- Task directions: Only the count should appear in your answer: how many lines of the data below contain the word "NotADirectory"?

Dataset entries:
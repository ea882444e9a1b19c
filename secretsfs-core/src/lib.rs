use std::path::PathBuf;

use async_trait::async_trait;
use serde::Serialize;
use zeroize::Zeroizing;

pub mod config;
pub mod error;
pub mod inode;
pub mod naming;
pub mod provider;
pub mod router;

pub use error::FsError;

/// Crate-wide mutex used by tests that mutate process environment variables.
///
/// `config` tests call `unsafe { env::set_var(...) }`; a single lock keeps
/// them from racing when run in parallel in the same test binary.
#[cfg(test)]
pub(crate) static TEST_ENV_MUTEX: std::sync::Mutex<()> = std::sync::Mutex::new(());

/// The identity a filesystem request is issued under.
///
/// Resolved once per request by the transport from the kernel-supplied uid
/// and gid.  Stores scope their backend credentials to this identity;
/// providers use it for privilege checks.
#[derive(Debug, Clone, PartialEq, Eq, Serialize)]
pub struct Caller {
    pub uid: u32,
    pub gid: u32,
    /// Login name.
    pub name: String,
    pub home: PathBuf,
    /// Names of every group the caller belongs to, primary group included.
    pub groups: Vec<String>,
}

impl Caller {
    pub fn in_any_group(&self, groups: &[String]) -> bool {
        self.groups.iter().any(|g| groups.contains(g))
    }
}

/// Bytes that must be scrubbed from memory once dropped.
pub struct SecretBytes(Zeroizing<Vec<u8>>);

impl SecretBytes {
    pub fn new(bytes: Vec<u8>) -> Self {
        Self(Zeroizing::new(bytes))
    }

    pub fn as_slice(&self) -> &[u8] {
        &self.0
    }

    pub fn len(&self) -> usize {
        self.0.len()
    }

    pub fn is_empty(&self) -> bool {
        self.0.is_empty()
    }
}

impl From<String> for SecretBytes {
    fn from(s: String) -> Self {
        Self::new(s.into_bytes())
    }
}

impl std::fmt::Debug for SecretBytes {
    fn fmt(&self, f: &mut std::fmt::Formatter<'_>) -> std::fmt::Result {
        f.write_str("SecretBytes([redacted])")
    }
}

impl Clone for SecretBytes {
    fn clone(&self) -> Self {
        Self(Zeroizing::new(self.0.to_vec()))
    }
}

#[derive(Debug, Clone, Copy, PartialEq, Eq, Serialize)]
#[serde(rename_all = "snake_case")]
pub enum SecretKind {
    Container,
    Value,
}

/// Summary of one child of a container secret.
#[derive(Debug, Clone, PartialEq, Eq)]
pub struct SecretChild {
    pub name: String,
    pub kind: SecretKind,
}

/// A store's answer for one path.
///
/// `content` is only set for [`SecretKind::Value`]; `children` is only
/// populated for [`SecretKind::Container`].  `hidden` marks a container the
/// caller could not classify (no type check succeeded); it is exposed with no
/// permission bits.
#[derive(Debug, Clone)]
pub struct Secret {
    pub path: String,
    pub kind: SecretKind,
    pub content: Option<SecretBytes>,
    pub children: Vec<SecretChild>,
    pub hidden: bool,
}

impl Secret {
    pub fn container(path: impl Into<String>, children: Vec<SecretChild>) -> Self {
        Self {
            path: path.into(),
            kind: SecretKind::Container,
            content: None,
            children,
            hidden: false,
        }
    }

    pub fn value(path: impl Into<String>, content: SecretBytes) -> Self {
        Self {
            path: path.into(),
            kind: SecretKind::Value,
            content: Some(content),
            children: Vec::new(),
            hidden: false,
        }
    }

    /// An empty container for a path none of the type checks could resolve.
    pub fn hidden(path: impl Into<String>) -> Self {
        Self {
            hidden: true,
            ..Self::container(path, Vec::new())
        }
    }

    pub fn is_container(&self) -> bool {
        self.kind == SecretKind::Container
    }

    /// Content bytes, empty for containers.
    pub fn content_bytes(&self) -> &[u8] {
        self.content.as_ref().map(SecretBytes::as_slice).unwrap_or(&[])
    }
}

#[derive(thiserror::Error, Debug)]
pub enum StoreError {
    #[error("permission denied: {0}")]
    PermissionDenied(String),
    #[error("backend unavailable: {0}")]
    Unavailable(String),
    #[error("configuration error: {0}")]
    Configuration(String),
}

/// A secrets backend as seen by the providers.
///
/// Every call acquires and releases its own credential; implementations must
/// not carry backend sessions across calls.
#[async_trait]
pub trait SecretStore: Send + Sync {
    /// Short machine-readable identifier, e.g. `vault_kv`.
    fn kind(&self) -> &str;

    async fn get_secret(&self, path: &str, caller: &Caller) -> Result<Secret, StoreError>;

    /// Non-sensitive description of the store's configuration.
    fn describe(&self) -> serde_json::Value;

    /// Where the caller's role credential is read from.
    fn credential_path(&self, caller: &Caller) -> PathBuf;
}

#[cfg(test)]
mod tests {
    use super::*;

    #[test]
    fn secret_bytes_debug_is_redacted() {
        let b = SecretBytes::from("hunter2".to_string());
        let dbg = format!("{b:?}");
        assert!(!dbg.contains("hunter2"));
        assert!(dbg.contains("redacted"));
    }

    #[test]
    fn secret_debug_does_not_leak_content() {
        let s = Secret::value("a/b", SecretBytes::from("s3cr3t".to_string()));
        assert!(!format!("{s:?}").contains("s3cr3t"));
    }

    #[test]
    fn hidden_secret_is_empty_container() {
        let s = Secret::hidden("x");
        assert!(s.is_container());
        assert!(s.hidden);
        assert!(s.children.is_empty());
        assert!(s.content_bytes().is_empty());
    }

    #[test]
    fn caller_group_membership() {
        let c = Caller {
            uid: 1000,
            gid: 1000,
            name: "alice".into(),
            home: PathBuf::from("/home/alice"),
            groups: vec!["alice".into(), "wheel".into()],
        };
        assert!(c.in_any_group(&["wheel".to_string()]));
        assert!(!c.in_any_group(&["admin".to_string()]));
    }
}
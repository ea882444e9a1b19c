//! Fixed in-memory directory trees for the non-backend views.

use secretsfs_core::FsError;
use secretsfs_core::provider::{DirEntry, NodeKind, RequestContext};

/// The parent of a `/`-separated sub-path; `""` for top-level entries.
fn parent_of(path: &str) -> &str {
    path.rsplit_once('/').map_or("", |(parent, _)| parent)
}

/// The last segment of a `/`-separated sub-path.
pub fn base_name(path: &str) -> &str {
    path.rsplit_once('/').map_or(path, |(_, name)| name)
}

/// Entries of `paths` that sit directly inside `root`.
///
/// # Examples
/// ```
/// # use secretsfs_providers::tree::direct_children;
/// let paths = ["dir1/test1.txt", "dir1/test2.txt", "dir1/sub/test3.txt"];
/// assert_eq!(direct_children("dir1", paths), vec!["dir1/test1.txt", "dir1/test2.txt"]);
/// ```
pub fn direct_children<'a, I>(root: &str, paths: I) -> Vec<&'a str>
where
    I: IntoIterator<Item = &'a str>,
{
    let root = root.trim_matches('/');
    paths
        .into_iter()
        .filter(|p| *p != root && parent_of(p) == root)
        .collect()
}

#[derive(Debug, Clone, PartialEq, Eq)]
pub struct TreeNode {
    /// Sub-path inside the provider, without leading `/`.
    pub path: String,
    pub kind: NodeKind,
    pub perm: u16,
    /// Only privileged callers may open or list this node.
    pub privileged: bool,
}

impl TreeNode {
    pub fn dir(path: impl Into<String>, perm: u16) -> Self {
        Self {
            path: path.into(),
            kind: NodeKind::Directory,
            perm,
            privileged: false,
        }
    }

    pub fn file(path: impl Into<String>, perm: u16) -> Self {
        Self {
            path: path.into(),
            kind: NodeKind::File,
            perm,
            privileged: false,
        }
    }

    pub fn privileged(self) -> Self {
        Self {
            privileged: true,
            ..self
        }
    }

    pub fn name(&self) -> &str {
        base_name(&self.path)
    }

    pub fn is_dir(&self) -> bool {
        self.kind == NodeKind::Directory
    }
}

/// A flat list of nodes; the provider root `""` is implicit.
#[derive(Debug, Clone, Default)]
pub struct StaticTree {
    nodes: Vec<TreeNode>,
}

impl StaticTree {
    pub fn new(nodes: Vec<TreeNode>) -> Self {
        Self { nodes }
    }

    pub fn get(&self, sub_path: &str) -> Option<&TreeNode> {
        self.nodes.iter().find(|n| n.path == sub_path)
    }

    /// Fails with `NotFound` for unknown paths and `NotADirectory` for files.
    pub fn children(&self, sub_path: &str) -> Result<Vec<&TreeNode>, FsError> {
        if !sub_path.is_empty() {
            match self.get(sub_path) {
                None => return Err(FsError::NotFound),
                Some(node) if !node.is_dir() => return Err(FsError::NotADirectory),
                Some(_) => {}
            }
        }
        let wanted = direct_children(sub_path, self.nodes.iter().map(|n| n.path.as_str()));
        Ok(self
            .nodes
            .iter()
            .filter(|n| wanted.contains(&n.path.as_str()))
            .collect())
    }

    pub fn child(&self, sub_path: &str, name: &str) -> Result<&TreeNode, FsError> {
        self.children(sub_path)?
            .into_iter()
            .find(|n| n.name() == name)
            .ok_or(FsError::NotFound)
    }

    /// Listing entries for `sub_path`, inodes registered through `ctx`.
    pub fn entries(&self, ctx: &RequestContext<'_>, sub_path: &str) -> Result<Vec<DirEntry>, FsError> {
        Ok(self
            .children(sub_path)?
            .into_iter()
            .map(|n| ctx.dir_entry(sub_path, n.name(), n.kind))
            .collect())
    }
}

#[cfg(test)]
mod tests {
    use super::*;

    fn tree() -> StaticTree {
        StaticTree::new(vec![
            TreeNode::file("a.txt", 0o444),
            TreeNode::dir("d", 0o555),
            TreeNode::file("d/b.txt", 0o444),
            TreeNode::dir("d/e", 0o555),
            TreeNode::file("d/e/c.txt", 0o444).privileged(),
        ])
    }

    #[test]
    fn direct_children_of_dir1() {
        let paths = ["dir1/test1.txt", "dir1/test2.txt", "dir1/sub/test3.txt"];
        assert_eq!(
            direct_children("dir1", paths),
            vec!["dir1/test1.txt", "dir1/test2.txt"]
        );
    }

    #[test]
    fn direct_children_does_not_match_prefix_siblings() {
        let paths = ["tests/a", "testsdir1/b", "tests"];
        assert_eq!(direct_children("tests", paths), vec!["tests/a"]);
        assert_eq!(direct_children("", paths), vec!["tests"]);
    }

    #[test]
    fn children_of_root_and_subdirs() {
        let t = tree();
        let root: Vec<&str> = t.children("").unwrap().iter().map(|n| n.name()).collect();
        assert_eq!(root, vec!["a.txt", "d"]);
        let d: Vec<&str> = t.children("d").unwrap().iter().map(|n| n.name()).collect();
        assert_eq!(d, vec!["b.txt", "e"]);
    }

    #[test]
    fn children_errors() {
        let t = tree();
        assert!(matches!(t.children("a.txt"), Err(FsError::NotADirectory)));
        assert!(matches!(t.children("zzz"), Err(FsError::NotFound)));
        assert!(matches!(t.child("d", "nope"), Err(FsError::NotFound)));
        assert!(t.child("d/e", "c.txt").unwrap().privileged);
    }
}
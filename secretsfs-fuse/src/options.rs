//! `-o` mount option parsing.

use fuser::{MountOption, SessionACL};
use tracing::warn;

#[derive(Debug, Clone, Default, PartialEq, Eq)]
pub struct MountOptions {
    pub allow_other: bool,
    pub allow_root: bool,
    pub auto_unmount: bool,
    /// Verbose per-request logging.
    pub debug: bool,
    /// Anything else, passed to the kernel unchanged.
    pub custom: Vec<String>,
}

impl MountOptions {
    /// Parse one or more comma-separated option strings.
    ///
    /// # Examples
    /// ```
    /// # use secretsfs_fuse::MountOptions;
    /// let opts = MountOptions::parse(["allow_other,debug", "noatime"]);
    /// assert!(opts.allow_other && opts.debug);
    /// assert_eq!(opts.custom, vec!["noatime"]);
    /// ```
    pub fn parse<'a, I>(values: I) -> Self
    where
        I: IntoIterator<Item = &'a str>,
    {
        let mut opts = Self::default();
        for opt in values.into_iter().flat_map(|v| v.split(',')) {
            match opt.trim() {
                "" => {}
                "allow_other" => opts.allow_other = true,
                "allow_root" => opts.allow_root = true,
                "auto_unmount" => opts.auto_unmount = true,
                "debug" => opts.debug = true,
                other => opts.custom.push(other.to_string()),
            }
        }
        opts
    }

    /// Who besides the mounting user may use the mount.
    pub fn acl(&self) -> SessionACL {
        if self.allow_other {
            SessionACL::All
        } else if self.allow_root {
            SessionACL::RootAndOwner
        } else {
            SessionACL::Owner
        }
    }

    /// Kernel options for a read-only mount.
    pub fn mount_options(&self) -> Vec<MountOption> {
        let mut options = vec![
            MountOption::RO,
            MountOption::FSName("secretsfs".to_string()),
        ];
        if self.auto_unmount {
            if matches!(self.acl(), SessionACL::Owner) {
                // fuser 0.17 refuses AutoUnmount together with an owner-only ACL.
                warn!("auto_unmount needs allow_other or allow_root, ignoring");
            } else {
                options.push(MountOption::AutoUnmount);
            }
        }
        options.extend(self.custom.iter().cloned().map(MountOption::CUSTOM));
        options
    }
}

#[cfg(test)]
mod tests {
    use super::*;

    #[test]
    fn known_and_custom_options() {
        let opts = MountOptions::parse(["allow_root, auto_unmount", "max_read=4096"]);
        assert!(opts.allow_root);
        assert!(opts.auto_unmount);
        assert!(!opts.allow_other);
        assert_eq!(opts.custom, vec!["max_read=4096"]);
    }

    #[test]
    fn acl_follows_allow_flags() {
        assert!(matches!(MountOptions::default().acl(), SessionACL::Owner));
        assert!(matches!(MountOptions::parse(["allow_root"]).acl(), SessionACL::RootAndOwner));
        assert!(matches!(
            MountOptions::parse(["allow_root,allow_other"]).acl(),
            SessionACL::All
        ));
    }

    #[test]
    fn mount_is_read_only_and_named() {
        let opts = MountOptions::parse(["auto_unmount"]).mount_options();
        assert_eq!(opts.len(), 2);
        assert!(matches!(opts[0], MountOption::RO));
        assert!(matches!(&opts[1], MountOption::FSName(name) if name == "secretsfs"));

        let opts = MountOptions::parse(["allow_other,auto_unmount,ro"]).mount_options();
        assert!(opts.iter().any(|o| matches!(o, MountOption::AutoUnmount)));
        assert!(opts.iter().any(|o| matches!(o, MountOption::CUSTOM(c) if c == "ro")));
    }
}
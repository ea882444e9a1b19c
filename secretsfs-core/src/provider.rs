//! Namespace providers and their registry.
//!
//! A provider owns one top-level directory of the mount and answers the
//! five filesystem operations for every path beneath it.  Providers are
//! registered explicitly at startup; which of them are visible is decided by
//! the configured enabled-list and can be recomputed on reload.

use std::collections::{BTreeMap, BTreeSet};
use std::sync::{Arc, PoisonError, RwLock};

use async_trait::async_trait;
use tracing::{debug, info};

use crate::Caller;
use crate::error::FsError;
use crate::inode::InodeRegistry;

#[derive(Debug, Clone, Copy, PartialEq, Eq, PartialOrd, Ord)]
pub enum NodeKind {
    Directory,
    File,
}

/// What `getattr` reports for a node.
#[derive(Debug, Clone, Copy, PartialEq, Eq)]
pub struct NodeAttr {
    pub kind: NodeKind,
    pub size: u64,
    /// Permission bits only (no file type bits).
    pub perm: u16,
}

impl NodeAttr {
    pub const fn directory(perm: u16) -> Self {
        Self {
            kind: NodeKind::Directory,
            size: 0,
            perm,
        }
    }

    pub const fn file(size: u64, perm: u16) -> Self {
        Self {
            kind: NodeKind::File,
            size,
            perm,
        }
    }

    pub fn is_dir(&self) -> bool {
        self.kind == NodeKind::Directory
    }
}

/// One line of a directory listing.
#[derive(Debug, Clone, PartialEq, Eq)]
pub struct DirEntry {
    pub name: String,
    pub kind: NodeKind,
    pub inode: u64,
}

/// Result of resolving a child name: its listing entry plus the attributes
/// the kernel needs in the same reply.
#[derive(Debug, Clone, PartialEq, Eq)]
pub struct LookupEntry {
    pub entry: DirEntry,
    pub attr: NodeAttr,
}

/// Per-request state handed to a provider.
pub struct RequestContext<'a> {
    pub caller: &'a Caller,
    pub inodes: &'a InodeRegistry,
    /// Name of the provider handling the request.
    pub provider: &'a str,
}

impl RequestContext<'_> {
    /// Absolute mount path of `sub_path` inside this provider.
    pub fn node_path(&self, sub_path: &str) -> String {
        if sub_path.is_empty() {
            format!("/{}", self.provider)
        } else {
            format!("/{}/{}", self.provider, sub_path)
        }
    }

    pub fn inode(&self, sub_path: &str) -> u64 {
        self.inodes.get_or_create(&self.node_path(sub_path))
    }

    /// Listing entry for `name` inside directory `parent`.
    pub fn dir_entry(&self, parent: &str, name: &str, kind: NodeKind) -> DirEntry {
        DirEntry {
            name: name.to_string(),
            kind,
            inode: self.inode(&join_sub(parent, name)),
        }
    }

    pub fn lookup_entry(&self, parent: &str, name: &str, attr: NodeAttr) -> LookupEntry {
        LookupEntry {
            entry: self.dir_entry(parent, name, attr.kind),
            attr,
        }
    }
}

/// Join a provider sub-path and a child name.
pub fn join_sub(parent: &str, name: &str) -> String {
    if parent.is_empty() {
        name.to_string()
    } else {
        format!("{parent}/{name}")
    }
}

#[async_trait]
pub trait Provider: Send + Sync {
    /// The top-level directory this provider owns.
    fn name(&self) -> &str;

    async fn list_directory(
        &self,
        ctx: &RequestContext<'_>,
        sub_path: &str,
    ) -> Result<Vec<DirEntry>, FsError>;

    async fn lookup(
        &self,
        ctx: &RequestContext<'_>,
        sub_path: &str,
        name: &str,
    ) -> Result<LookupEntry, FsError>;

    /// Content is produced at read time, so the default hands out a dummy
    /// handle.
    async fn open(&self, _ctx: &RequestContext<'_>, _sub_path: &str) -> Result<u64, FsError> {
        Ok(0)
    }

    async fn read(&self, ctx: &RequestContext<'_>, sub_path: &str) -> Result<Vec<u8>, FsError>;

    async fn get_attributes(
        &self,
        ctx: &RequestContext<'_>,
        sub_path: &str,
    ) -> Result<NodeAttr, FsError>;
}

/// Every registered provider plus the current enabled set.
pub struct ProviderRegistry {
    providers: BTreeMap<String, Arc<dyn Provider>>,
    configured: Vec<String>,
    enabled: RwLock<BTreeSet<String>>,
}

impl std::fmt::Debug for ProviderRegistry {
    fn fmt(&self, f: &mut std::fmt::Formatter<'_>) -> std::fmt::Result {
        f.debug_struct("ProviderRegistry")
            .field("providers", &self.providers.keys().collect::<Vec<_>>())
            .field("enabled", &self.enabled_names())
            .finish()
    }
}

impl ProviderRegistry {
    /// Create an empty registry that will enable providers named in `enabled`.
    pub fn new(enabled: &[String]) -> Self {
        Self {
            providers: BTreeMap::new(),
            configured: enabled.to_vec(),
            enabled: RwLock::new(BTreeSet::new()),
        }
    }

    /// Add a provider, enabling it if the configured list names it.
    ///
    /// A provider registered under an existing name replaces it.
    pub fn register(&mut self, provider: Arc<dyn Provider>) {
        let name = provider.name().to_string();
        let enabled = self.configured.contains(&name);
        debug!(provider = %name, enabled, "registering provider");
        {
            let mut set = self.enabled.write().unwrap_or_else(PoisonError::into_inner);
            if enabled {
                set.insert(name.clone());
            } else {
                set.remove(&name);
            }
        }
        self.providers.insert(name, provider);
    }

    /// Recompute enablement for every registered provider.
    pub fn reload(&self, enabled: &[String]) {
        let next: BTreeSet<String> = self
            .providers
            .keys()
            .filter(|name| enabled.contains(name))
            .cloned()
            .collect();
        let mut set = self.enabled.write().unwrap_or_else(PoisonError::into_inner);
        if *set != next {
            info!(
                before = ?set.iter().collect::<Vec<_>>(),
                after = ?next.iter().collect::<Vec<_>>(),
                "provider enablement changed"
            );
        }
        *set = next;
    }

    /// The provider registered as `name`, enabled or not.
    pub fn resolve(&self, name: &str) -> Option<Arc<dyn Provider>> {
        self.providers.get(name).cloned()
    }

    /// The provider registered as `name` if it is currently enabled.
    pub fn resolve_enabled(&self, name: &str) -> Option<Arc<dyn Provider>> {
        if self.is_enabled(name) {
            self.resolve(name)
        } else {
            None
        }
    }

    pub fn is_enabled(&self, name: &str) -> bool {
        self.enabled
            .read()
            .unwrap_or_else(PoisonError::into_inner)
            .contains(name)
    }

    pub fn enabled_names(&self) -> Vec<String> {
        self.enabled
            .read()
            .unwrap_or_else(PoisonError::into_inner)
            .iter()
            .cloned()
            .collect()
    }

    /// Every registered provider name, sorted.
    pub fn names(&self) -> Vec<String> {
        self.providers.keys().cloned().collect()
    }
}

#[cfg(test)]
pub(crate) mod tests {
    use super::*;

    /// Provider with a single file `hello` at its root.
    pub(crate) struct StubProvider(pub &'static str);

    #[async_trait]
    impl Provider for StubProvider {
        fn name(&self) -> &str {
            self.0
        }

        async fn list_directory(
            &self,
            ctx: &RequestContext<'_>,
            sub_path: &str,
        ) -> Result<Vec<DirEntry>, FsError> {
            match sub_path {
                "" => Ok(vec![ctx.dir_entry("", "hello", NodeKind::File)]),
                "hello" => Err(FsError::NotADirectory),
                _ => Err(FsError::NotFound),
            }
        }

        async fn lookup(
            &self,
            ctx: &RequestContext<'_>,
            sub_path: &str,
            name: &str,
        ) -> Result<LookupEntry, FsError> {
            if sub_path.is_empty() && name == "hello" {
                Ok(ctx.lookup_entry("", "hello", NodeAttr::file(6, 0o444)))
            } else {
                Err(FsError::NotFound)
            }
        }

        async fn read(&self, _ctx: &RequestContext<'_>, sub_path: &str) -> Result<Vec<u8>, FsError> {
            match sub_path {
                "hello" => Ok(b"hello\n".to_vec()),
                "" => Err(FsError::IsADirectory),
                _ => Err(FsError::NotFound),
            }
        }

        async fn get_attributes(
            &self,
            _ctx: &RequestContext<'_>,
            sub_path: &str,
        ) -> Result<NodeAttr, FsError> {
            match sub_path {
                "hello" => Ok(NodeAttr::file(6, 0o444)),
                "" => Ok(NodeAttr::directory(0o555)),
                _ => Err(FsError::NotFound),
            }
        }
    }

    fn names(v: &[&str]) -> Vec<String> {
        v.iter().map(|s| s.to_string()).collect()
    }

    fn registry(enabled: &[&str]) -> ProviderRegistry {
        let mut reg = ProviderRegistry::new(&names(enabled));
        reg.register(Arc::new(StubProvider("secrets")));
        reg.register(Arc::new(StubProvider("tests")));
        reg.register(Arc::new(StubProvider("internal")));
        reg
    }

    #[test]
    fn enabled_follows_configured_list() {
        let reg = registry(&["secrets", "internal"]);
        assert!(reg.is_enabled("secrets"));
        assert!(reg.is_enabled("internal"));
        assert!(!reg.is_enabled("tests"));
        assert_eq!(reg.enabled_names(), names(&["internal", "secrets"]));
        assert_eq!(reg.names(), names(&["internal", "secrets", "tests"]));
    }

    #[test]
    fn unknown_names_in_list_are_ignored() {
        let reg = registry(&["secrets", "nonexistent"]);
        assert_eq!(reg.enabled_names(), names(&["secrets"]));
        assert!(reg.resolve("nonexistent").is_none());
    }

    #[test]
    fn reload_enables_and_disables() {
        let reg = registry(&["secrets"]);
        reg.reload(&names(&["tests"]));
        assert!(!reg.is_enabled("secrets"));
        assert!(reg.is_enabled("tests"));
        assert!(reg.resolve_enabled("secrets").is_none());
        assert!(reg.resolve("secrets").is_some());
    }

    #[test]
    fn context_paths_and_inodes() {
        let inodes = InodeRegistry::new();
        let caller = Caller {
            uid: 0,
            gid: 0,
            name: "root".into(),
            home: "/root".into(),
            groups: vec![],
        };
        let ctx = RequestContext {
            caller: &caller,
            inodes: &inodes,
            provider: "secrets",
        };
        assert_eq!(ctx.node_path(""), "/secrets");
        assert_eq!(ctx.node_path("a/b"), "/secrets/a/b");
        let e = ctx.dir_entry("a", "b", NodeKind::File);
        assert_eq!(e.inode, inodes.get_or_create("/secrets/a/b"));
        assert_eq!(join_sub("", "x"), "x");
    }
}
/// Process hardening applied before any secret is fetched.
///
/// Best-effort: each step logs a warning on failure and the mount goes on.
///
/// 1. **`PR_SET_DUMPABLE 0`**: no core dumps and no `/proc/<pid>/mem` reads
///    by other unprivileged processes, so secrets rendered for a caller are
///    not written to disk on a crash.
///
/// 2. **`mlockall(MCL_CURRENT)`**: pins the pages mapped so far.  Future
///    mappings are left swappable; locking them would make every allocation
///    fail once `RLIMIT_MEMLOCK` is reached, which a long-lived mount serving
///    many callers would hit.
#[cfg(target_os = "linux")]
pub fn secure_bootstrap() {
    set_not_dumpable();
    lock_current_memory();
}

/// No-op outside Linux.
#[cfg(not(target_os = "linux"))]
pub fn secure_bootstrap() {}

// ---------------------------------------------------------------------------
// Internals
// ---------------------------------------------------------------------------

#[cfg(target_os = "linux")]
fn set_not_dumpable() {
    // SAFETY: PR_SET_DUMPABLE takes plain integer arguments.
    let ret = unsafe { libc::prctl(libc::PR_SET_DUMPABLE, 0i64, 0i64, 0i64, 0i64) };
    if ret == 0 {
        tracing::debug!("PR_SET_DUMPABLE=0");
    } else {
        let err = std::io::Error::last_os_error();
        tracing::warn!(error = %err, "PR_SET_DUMPABLE=0 failed (non-fatal)");
    }
}

#[cfg(target_os = "linux")]
fn lock_current_memory() {
    // SAFETY: mlockall has no memory-safety preconditions.
    let ret = unsafe { libc::mlockall(libc::MCL_CURRENT) };
    if ret == 0 {
        tracing::debug!("mlockall(MCL_CURRENT)");
    } else {
        let err = std::io::Error::last_os_error();
        // EPERM / ENOMEM without CAP_IPC_LOCK or with a small RLIMIT_MEMLOCK.
        tracing::warn!(error = %err, "mlockall failed (non-fatal), pages may be swapped");
    }
}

- Solution to this problem: 4